I probably shouldn’t write this.
As a fresh law school graduate, currently awaiting receipt of a Washington State Bar Card that will proudly boast my Bar number, I should probably be redirecting myself towards positive thoughts and productivity — or, at the very least, subtly bragging about my accomplishments (they are many and varied!) to a readership full of potential employers.
But there’s room for truth in this profession, so I might as well own it: I am unemployed. And living at home with my parents. I have been thrown headfirst into the Deep End, clawing my way to the surface while my parents watch. (Strangely enough, the living at home part has thus far been easy. I have access to a fridge full of food, a washing machine that does not require quarters, and cable. My pride may suffer, but I am grateful for the help.)
For all my law school activities (law review and moot court and class president, oh my!) and a two-year clerkship, I still lack that one silver bullet that promises to demolish every iron-clad HR door and get me that coveted interview: experience.
My quest for experience is severely hampered by my lack of a bar number. After my swearing-in, riding high from the passionate speech of Judge McDermott, I returned home, eager to join the King County Bar Association and sign myself up for volunteer opportunities… until I learned that membership requires a bar number. My grand schemes and plans had to wait another two weeks while the Supreme Court made the final ruling on my minimal competence.
Which brings me to the theme of life after law school: It’s a whole lot of waiting. Waiting is the one thing we’re not taught in law school, yet it can prove invaluable. In fact, law school is devoid of a lot of useful lessons that can go a long way in the Deep End. Sure, we get the basics: Dress professionally for an interview; send a thank-you card; use active verbs on your résumé. But if living with my parents has taught me anything, it’s that those headliners aren’t the whole story. The following are a few pointers I wish someone had told me.

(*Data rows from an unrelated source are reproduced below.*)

// libs/booking-form-cell/src/wizard.rs
use std::fmt;
use std::sync::Arc;

use chrono::{Local, NaiveDate};
use tracing::{debug, info, warn};

use booking_cell::{BookingError, PatientType};
use catalog_cell::{PricingItem, ScanCatalog, ScanCategory};

use crate::form::{FieldErrors, FormData, FormField, FormValidator, INVALID_PHONE_MESSAGE};
use crate::gateway::{BookingGateway, GatewayError};
use crate::time_slots::{available_dates, is_offered_time, DayPeriod};

pub const NETWORK_ERROR_MESSAGE: &str =
    "Network error. Please check your internet connection and try again.";
pub const BOOKING_FAILED_MESSAGE: &str = "Failed to confirm appointment.";

#[derive(Debug, Clone, Copy, PartialEq, Eq, PartialOrd, Ord)]
pub enum WizardStep {
    Details = 1,
    Scans = 2,
    Slot = 3,
}

impl WizardStep {
    fn next(self) -> Option<Self> {
        match self {
            WizardStep::Details => Some(WizardStep::Scans),
            WizardStep::Scans => Some(WizardStep::Slot),
            WizardStep::Slot => None,
        }
    }

    fn previous(self) -> Option<Self> {
        match self {
            WizardStep::Details => None,
            WizardStep::Scans => Some(WizardStep::Details),
            WizardStep::Slot => Some(WizardStep::Scans),
        }
    }
}

impl fmt::Display for WizardStep {
    fn fmt(&self, f: &mut fmt::Formatter<'_>) -> fmt::Result {
        match self {
            WizardStep::Details => write!(f, "Fill details"),
            WizardStep::Scans => write!(f, "Select scan"),
            WizardStep::Slot => write!(f, "Confirm slot"),
        }
    }
}

#[derive(Debug, Clone, Copy, PartialEq, Eq)]
pub enum NotificationKind {
    Success,
    Error,
}

#[derive(Debug, Clone, PartialEq, Eq)]
pub struct Notification {
    pub kind: NotificationKind,
    pub title: String,
    pub message: String,
}

impl Notification {
    fn success(title: &str, message: impl Into<String>) -> Self {
        Self { kind: NotificationKind::Success, title: title.to_string(), message: message.into() }
    }

    fn error(message: impl Into<String>) -> Self {
        Self { kind: NotificationKind::Error, title: "Error".to_string(), message: message.into() }
    }
}

/// What the confirmation dialog shows after a successful booking.
#[derive(Debug, Clone, PartialEq)]
pub struct BookingConfirmation {
    pub booking_id: String,
    pub details: FormData,
}

#[derive(Debug, thiserror::Error)]
pub enum WizardError {
    #[error("Please complete \"{0}\" before continuing")]
    StepIncomplete(WizardStep),

    #[error("Already at the first step")]
    AtFirstStep,

    #[error("Already at the last step")]
    AtLastStep,

    #[error("{}", INVALID_PHONE_MESSAGE)]
    InvalidPhone,

    #[error("{0} is outside the booking window")]
    DateNotOffered(NaiveDate),

    #[error("{0} is not an available appointment time")]
    TimeNotOffered(String),

    #[error("Please select a date first")]
    NoDateSelected,

    #[error("The {0} slot has already been booked")]
    SlotBooked(String),

    #[error("Please select an available date and time")]
    SubmitDisabled,

    #[error("{0}")]
    SubmissionFailed(String),

    #[error("Invalid form pattern: {0}")]
    Pattern(#[from] regex::Error),
}

/// Three-step booking form: details, scans, slot.
///
/// Moves are one step at a time and gated by the current step's predicate.
/// `submit` holds `&mut self` across the backend call, so a second submission
/// cannot start while one is in flight.
pub struct BookingWizard {
    step: WizardStep,
    form: FormData,
    otp_requested: bool,
    search_term: String,
    booked_slots: Vec<String>,
    today: NaiveDate,
    catalog: Arc<ScanCatalog>,
    validator: FormValidator,
    notifications: Vec<Notification>,
    confirmation: Option<BookingConfirmation>,
}

impl BookingWizard {
    pub fn new(catalog: Arc<ScanCatalog>) -> Result<Self, WizardError> {
        Ok(Self {
            step: WizardStep::Details,
            form: FormData::default(),
            otp_requested: false,
            search_term: String::new(),
            booked_slots: Vec::new(),
            today: Local::now().date_naive(),
            catalog,
            validator: FormValidator::new()?,
            notifications: Vec::new(),
            confirmation: None,
        })
    }

    pub fn with_today(mut self, today: NaiveDate) -> Self {
        self.today = today;
        self
    }

    pub fn step(&self) -> WizardStep {
        self.step
    }

    pub fn form(&self) -> &FormData {
        &self.form
    }

    pub fn otp_requested(&self) -> bool {
        self.otp_requested
    }

    pub fn booked_slots(&self) -> &[String] {
        &self.booked_slots
    }

    pub fn notifications(&self) -> &[Notification] {
        &self.notifications
    }

    pub fn last_notification(&self) -> Option<&Notification> {
        self.notifications.last()
    }

    pub fn confirmation(&self) -> Option<&BookingConfirmation> {
        self.confirmation.as_ref()
    }

    pub fn dismiss_confirmation(&mut self) -> Option<BookingConfirmation> {
        self.confirmation.take()
    }

    // --------------------------------------------------------------------------
    // Step 1: details
    // --------------------------------------------------------------------------

    /// Switching branch starts the form over.
    pub fn set_patient_type(&mut self, patient_type: PatientType) {
        self.form = FormData::for_patient_type(patient_type);
        self.otp_requested = false;
        self.booked_slots.clear();
    }

    pub fn update_field(&mut self, field: FormField, value: impl Into<String>) {
        self.form.set(field, value);
    }

    pub fn field_errors(&self) -> FieldErrors {
        self.validator.field_errors(&self.form)
    }

    pub fn request_otp(&mut self) -> Result<(), WizardError> {
        if !self.validator.is_valid_phone(&self.form.phone_number) {
            return Err(WizardError::InvalidPhone);
        }

        self.otp_requested = true;
        self.notifications.push(Notification::success(
            "OTP Sent",
            format!("A verification code was sent to {}", self.form.phone_number),
        ));
        Ok(())
    }

    pub fn is_details_valid(&self) -> bool {
        self.validator.is_details_valid(&self.form, self.otp_requested)
    }

    // --------------------------------------------------------------------------
    // Step 2: scans
    // --------------------------------------------------------------------------

    pub fn toggle_scan(&mut self, scan: &str) {
        let scans = &mut self.form.selected_scans;
        match scans.iter().position(|s| s == scan) {
            Some(index) => {
                scans.remove(index);
            }
            None => scans.push(scan.to_string()),
        }
    }

    pub fn set_search_term(&mut self, term: impl Into<String>) {
        self.search_term = term.into();
    }

    pub fn visible_categories(&self) -> Vec<ScanCategory> {
        self.catalog.search(&self.search_term)
    }

    pub fn is_scans_valid(&self) -> bool {
        self.validator.is_scans_valid(&self.form)
    }

    /// One line per selected scan; unknown scans are listed at zero.
    pub fn price_summary(&self) -> Vec<PricingItem> {
        self.form.selected_scans.iter()
            .map(|scan| PricingItem::new(scan, self.catalog.test_price(scan).unwrap_or(0.0)))
            .collect()
    }

    pub fn total_price(&self) -> f64 {
        self.catalog.total_price(&self.form.selected_scans)
    }

    // --------------------------------------------------------------------------
    // Step 3: slot
    // --------------------------------------------------------------------------

    pub fn available_dates(&self) -> Vec<NaiveDate> {
        available_dates(self.today)
    }

    pub fn time_slots(&self) -> Vec<(DayPeriod, Vec<String>)> {
        DayPeriod::ALL.iter().map(|period| (*period, period.slots())).collect()
    }

    pub fn is_slot_booked(&self, time: &str) -> bool {
        self.booked_slots.iter().any(|booked| booked == time)
    }

    /// Clears the chosen time and reloads availability for `date`. A failed
    /// reload leaves every slot open.
    pub async fn select_date<G>(&mut self, date: NaiveDate, gateway: &G) -> Result<(), WizardError>
    where
        G: BookingGateway + ?Sized,
    {
        if !self.available_dates().contains(&date) {
            return Err(WizardError::DateNotOffered(date));
        }

        self.form.selected_date = date.format("%Y-%m-%d").to_string();
        self.form.selected_time.clear();
        self.refresh_booked_slots(gateway).await;

        Ok(())
    }

    pub async fn refresh_booked_slots<G>(&mut self, gateway: &G)
    where
        G: BookingGateway + ?Sized,
    {
        self.booked_slots.clear();
        if self.form.selected_date.is_empty() {
            return;
        }

        match gateway.booked_slots(&self.form.selected_date).await {
            Ok(slots) => {
                debug!("{} booked slots on {}", slots.len(), self.form.selected_date);
                self.booked_slots = slots;
            }
            Err(e) => {
                warn!("Could not load booked slots for {}: {}", self.form.selected_date, e);
            }
        }
    }

    pub fn select_time(&mut self, time: &str) -> Result<(), WizardError> {
        if self.form.selected_date.is_empty() {
            return Err(WizardError::NoDateSelected);
        }
        if !is_offered_time(time) {
            return Err(WizardError::TimeNotOffered(time.to_string()));
        }
        if self.is_slot_booked(time) {
            return Err(WizardError::SlotBooked(time.to_string()));
        }

        self.form.selected_time = time.to_string();
        Ok(())
    }

    pub fn is_slot_valid(&self) -> bool {
        !self.form.selected_date.is_empty()
            && !self.form.selected_time.is_empty()
            && !self.is_slot_booked(&self.form.selected_time)
    }

    // --------------------------------------------------------------------------
    // Navigation and submission
    // --------------------------------------------------------------------------

    fn is_step_valid(&self, step: WizardStep) -> bool {
        match step {
            WizardStep::Details => self.is_details_valid(),
            WizardStep::Scans => self.is_scans_valid(),
            WizardStep::Slot => self.is_slot_valid(),
        }
    }

    pub fn next(&mut self) -> Result<WizardStep, WizardError> {
        let target = self.step.next().ok_or(WizardError::AtLastStep)?;
        if !self.is_step_valid(self.step) {
            return Err(WizardError::StepIncomplete(self.step));
        }

        self.notifications.push(Notification::success("Step Completed", self.step.to_string()));
        self.step = target;
        Ok(target)
    }

    pub fn back(&mut self) -> Result<WizardStep, WizardError> {
        let target = self.step.previous().ok_or(WizardError::AtFirstStep)?;
        self.step = target;
        Ok(target)
    }

    pub fn can_submit(&self) -> bool {
        self.step == WizardStep::Slot && self.is_slot_valid()
    }

    /// On success the form resets to step 1 and the confirmation is kept for
    /// display. On failure the wizard stays on the slot step, and a slot lost
    /// to another booking is marked as booked.
    pub async fn submit<G>(&mut self, gateway: &G) -> Result<BookingConfirmation, WizardError>
    where
        G: BookingGateway + ?Sized,
    {
        if !self.can_submit() {
            return Err(WizardError::SubmitDisabled);
        }

        let request = self.form.to_request();
        info!("Submitting booking for {} {}", request.selected_date, request.selected_time);

        let message = match gateway.create_booking(&request).await {
            Ok(response) if response.success => {
                let confirmation = BookingConfirmation {
                    booking_id: response.booking_id.unwrap_or_default(),
                    details: self.form.clone(),
                };
                self.notifications.push(Notification::success("Booking Successful!", response.message));
                self.confirmation = Some(confirmation.clone());
                self.reset();
                return Ok(confirmation);
            }
            Ok(response) if response.message.trim().is_empty() => BOOKING_FAILED_MESSAGE.to_string(),
            Ok(response) => response.message,
            Err(GatewayError::Network(e)) => {
                warn!("Booking submission failed in transport: {}", e);
                NETWORK_ERROR_MESSAGE.to_string()
            }
            Err(e) => e.to_string(),
        };

        warn!("Booking submission rejected: {}", message);
        if message == BookingError::SlotTaken.to_string() {
            let lost = self.form.selected_time.clone();
            if !self.is_slot_booked(&lost) {
                self.booked_slots.push(lost);
            }
        }
        self.notifications.push(Notification::error(message.clone()));
        Err(WizardError::SubmissionFailed(message))
    }

    fn reset(&mut self) {
        self.step = WizardStep::Details;
        self.form = FormData::default();
        self.otp_requested = false;
        self.search_term.clear();
        self.booked_slots.clear();
    }
}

Define yourself outside unemployment.
Not having a job can feel a lot like failure, and it’s easy for that term to worm itself into one’s daily vocabulary and self-talk. But being a lawyer is not the only way to identify oneself. There are plenty of things to be good at in life, and when unemployed, it’s time for those hobbies and activities to jump front and center.
For me, while I can’t necessarily measure success in the employment arena, I can measure it in the gym. The Bar wreaked havoc on my waistline, so I might as well use this lull to prep for a half-marathon. My fitness is one of the few things I can control in my life, and I can do it relatively cheaply. Plus, there’s the bonus of having an excuse to not drink, and that spark of approval in my parents’ eyes when I tell them I managed five miles today. Running allows me to set personal goals that I can accomplish every day.
Dress for stress.
I sweat. A lot. I have known this since I had to wring out a T-shirt after a half-hour of dodgeball in gym class. Yet this is a fact I always seem to forget when dressing for interviews, especially when it comes to my favorite pair of light gray wool pants. I have had to awkwardly clamber up from an interview chair and somehow casually swing my purse behind me to cover my sweaty posterior as I walk down the hallway to the elevator. Not my finest moment.
Interviews are for putting forth your best self, so dress for the worst-case scenario. For me, this means considering how much I’ll start to sweat when I’m still stuck in traffic minutes before an interview, or how far I will have to walk when the cheapest parking is eight blocks away. Plan for stress: dark colors, comfortable shoes, loose but fashionable tops that will be slow to show sweat stains.
Pump your professors.
These people had lives before taking up the mantle of the Socratic method. Make the most of it. My Secured Transactions professor was easily the best on campus, thanks to his enthusiasm and easy-to-grasp methodology. After law school, I shot him a quick email, attributing my bar exam success in part to his way of thinking. He offered to put me in touch with his friends in Seattle who could tell me more about their commercial-based areas of law. Suddenly, my short list of contacts got a bit longer.
Don’t be afraid to revise your résumé.
In law school and immediately following, I treated my résumé as though it was set in stone. I always made an effort to tailor my cover letter appropriately, but my résumé usually stayed the same. My epiphany: I could use the buzz words in the job posting to guide the tone of my résumé. Suddenly my résumé felt fresh, pertinent, and completely relevant to the job opening at hand. We’ll see whether prospective employers agree.